C’est lorsque j’exposais ce dilemme à l’éditeur qu’il proposa de laisser les samouraïs morts au combat continuer à jouer la partie, sous la forme de fantômes.
Je n’étais pas plus emballé que ça par l’idée : le coup du fantôme, c’est déjà vu et pas très excitant je trouve. En revanche, j’avais prévu de faire des plateaux Samouraï double-face, avec des variations de leurs capacités. Et si finalement, le deuxième côté des plateaux était utilisé dans la partie ? Si les Samouraïs plutôt que de mourir se transformaient pour devenir plus fort ?
En revanche, une fois transformés, il se retrouvent aux portes de la mort (et donc de la défaite collective) ! Un momentum excitant supplémentaire : les joueurs vont avoir envie de se transformer le plus rapidement possible pour bénéficier des meilleurs capacités mais en se transformant trop hâtivement, il risquent de plomber la partie. Eurekâ !

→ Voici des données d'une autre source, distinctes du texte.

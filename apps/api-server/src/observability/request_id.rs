//! Request ID middleware - correlates log lines with responses.

use std::future::{Future, Ready, ready};
use std::pin::Pin;

use actix_web::{
    Error,
    dev::{Service, ServiceRequest, ServiceResponse, Transform, forward_ready},
    http::header::{HeaderName, HeaderValue},
};
use tracing::Instrument;
use uuid::Uuid;

/// Header name for request ID.
pub static REQUEST_ID_HEADER: &str = "x-request-id";

const MAX_INBOUND_ID_LEN: usize = 128;

/// Assigns each request an ID, reusing a well-formed inbound `X-Request-ID`.
/// The ID is echoed in the response header and recorded on the request span.
pub struct RequestIdMiddleware;

impl<S, B> Transform<S, ServiceRequest> for RequestIdMiddleware
where
    S: Service<ServiceRequest, Response = ServiceResponse<B>, Error = Error>,
    S::Future: 'static,
    B: 'static,
{
    type Response = ServiceResponse<B>;
    type Error = Error;
    type Transform = RequestIdService<S>;
    type InitError = ();
    type Future = Ready<Result<Self::Transform, Self::InitError>>;

    fn new_transform(&self, service: S) -> Self::Future {
        ready(Ok(RequestIdService { service }))
    }
}

pub struct RequestIdService<S> {
    service: S,
}

impl<S, B> Service<ServiceRequest> for RequestIdService<S>
where
    S: Service<ServiceRequest, Response = ServiceResponse<B>, Error = Error>,
    S::Future: 'static,
    B: 'static,
{
    type Response = ServiceResponse<B>;
    type Error = Error;
    type Future = Pin<Box<dyn Future<Output = Result<Self::Response, Self::Error>>>>;

    forward_ready!(service);

    fn call(&self, req: ServiceRequest) -> Self::Future {
        let request_id = req
            .headers()
            .get(REQUEST_ID_HEADER)
            .and_then(|v| v.to_str().ok())
            .filter(|v| is_acceptable_id(v))
            .map(String::from)
            .unwrap_or_else(|| Uuid::new_v4().to_string());

        let span = tracing::info_span!(
            "request",
            request_id = %request_id,
            method = %req.method(),
            path = %req.path(),
        );
        let fut = self.service.call(req);

        Box::pin(
            async move {
                let mut res = fut.await?;
                tracing::debug!(status = res.status().as_u16(), "Request finished");

                res.headers_mut().insert(
                    HeaderName::from_static(REQUEST_ID_HEADER),
                    HeaderValue::from_str(&request_id)
                        .unwrap_or_else(|_| HeaderValue::from_static("unknown")),
                );

                Ok(res)
            }
            .instrument(span),
        )
    }
}

fn is_acceptable_id(value: &str) -> bool {
    !value.is_empty()
        && value.len() <= MAX_INBOUND_ID_LEN
        && value
            .bytes()
            .all(|b| b.is_ascii_alphanumeric() || matches!(b, b'-' | b'_' | b'.'))
}

#[cfg(test)]
mod tests {
    use actix_web::{App, HttpResponse, test, web};

    use super::*;

    async fn echo() -> HttpResponse {
        HttpResponse::Ok().finish()
    }

    #[actix_web::test]
    async fn test_generates_id_when_absent() {
        let app = test::init_service(
            App::new()
                .wrap(RequestIdMiddleware)
                .route("/", web::get().to(echo)),
        )
        .await;
        let res = test::call_service(&app, test::TestRequest::get().uri("/").to_request()).await;
        let header = res.headers().get(REQUEST_ID_HEADER).unwrap().to_str().unwrap();
        assert!(Uuid::parse_str(header).is_ok());
    }

    #[actix_web::test]
    async fn test_reuses_inbound_id() {
        let app = test::init_service(
            App::new()
                .wrap(RequestIdMiddleware)
                .route("/", web::get().to(echo)),
        )
        .await;
        let req = test::TestRequest::get()
            .uri("/")
            .insert_header(("X-Request-ID", "edge-1234"))
            .to_request();
        let res = test::call_service(&app, req).await;
        assert_eq!(res.headers().get(REQUEST_ID_HEADER).unwrap(), "edge-1234");
    }

    #[actix_web::test]
    async fn test_replaces_malformed_inbound_id() {
        let app = test::init_service(
            App::new()
                .wrap(RequestIdMiddleware)
                .route("/", web::get().to(echo)),
        )
        .await;
        let req = test::TestRequest::get()
            .uri("/")
            .insert_header(("X-Request-ID", "not valid!"))
            .to_request();
        let res = test::call_service(&app, req).await;
        let header = res.headers().get(REQUEST_ID_HEADER).unwrap().to_str().unwrap();
        assert!(Uuid::parse_str(header).is_ok());
    }

    #[::core::prelude::v1::test]
    fn test_rejects_malformed_inbound_ids() {
        assert!(is_acceptable_id("abc-123_x.y"));
        assert!(!is_acceptable_id(""));
        assert!(!is_acceptable_id("has space"));
        assert!(!is_acceptable_id(&"a".repeat(MAX_INBOUND_ID_LEN + 1)));
    }
}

J’aime cette idée, possiblement la meilleure du jeu en fait, et elle pointe le bout de son nez vers la fin du développement. C’est souvent comme ça avec ces satanées bonnes idées. Mais bon, ne lui en voulons pas, elle s’est pointée et c’est l’important. Elle vient apporter le fun dont le jeu manquait alors tout en validant confortablement le fait que la mort d’un seul Samouraï entraîne la défaite. Elle permet bien sûr d’utiliser les deux côtés des plateaux de Samouraï et ce d’une manière plus intéressante – en tout cas plus originale – que dans Ghost Stories ou 7 Wonders.